Jemima Khan, who became a Muslim ahead of her failed marriage to Pakistani cricketer Imran Khan, claimed in an article for the New Statesman she knew someone who had attended the "shahadah" conversion ceremony, attended by members of the Muslim Association of Great Britain, at a hotel in Kilburn.

Ms Khan, who interviewed the MP in his new constituency, starts the article: "George Galloway, MP for Bradford West, is a Muslim. Those close to him know this. The rest of the world, including his Muslim constituents, does not."

In her article, Ms Khan tells the former Glasgow MP she knows someone "who attended your shahadah" and asks: "So you converted?" He is quoted as replying: "I can't answer that. God knows who is a Muslim."

When being sworn in recently as an MP Mr Galloway chose to affirm rather than make the pledge on a religious text.

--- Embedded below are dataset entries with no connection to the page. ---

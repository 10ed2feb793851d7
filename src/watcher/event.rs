use std::path::PathBuf;

/// A classified filesystem change for a supported source file.
#[derive(Debug, Clone, PartialEq, Eq)]
pub enum WatchEvent {
    /// The file was created or its content changed.
    Changed(PathBuf),
    /// The file no longer exists.
    Removed(PathBuf),
}

impl WatchEvent {
    pub fn path(&self) -> &PathBuf {
        match self {
            WatchEvent::Changed(p) | WatchEvent::Removed(p) => p,
        }
    }
}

The 57-year-old is quoted as saying he affirmed because he had to take an oath of allegiance to the Queen and all her heirs and successors in which he did not believe. "I have no allegiance to any of them and I could not possibly swear such a thing on a holy book. So nothing else should be read into the affirmation."

Last night, the Respect backbencher responded to Ms Khan's article, saying it was littered with "deliberate falsehoods" and "schoolgirl howlers".

He said the reference to an alleged conversion ceremony was "totally untrue".

Mr Galloway added: "Moreover I told her it was fallacious when she put it to me. I have never attended any such ceremony in Kilburn, Karachi or Kathmandu."

However, the New Statesman responded by saying: "It is notable Galloway does not deny being a Muslim convert and he did not deny it when it was put to him at the time of the interview, which is on tape."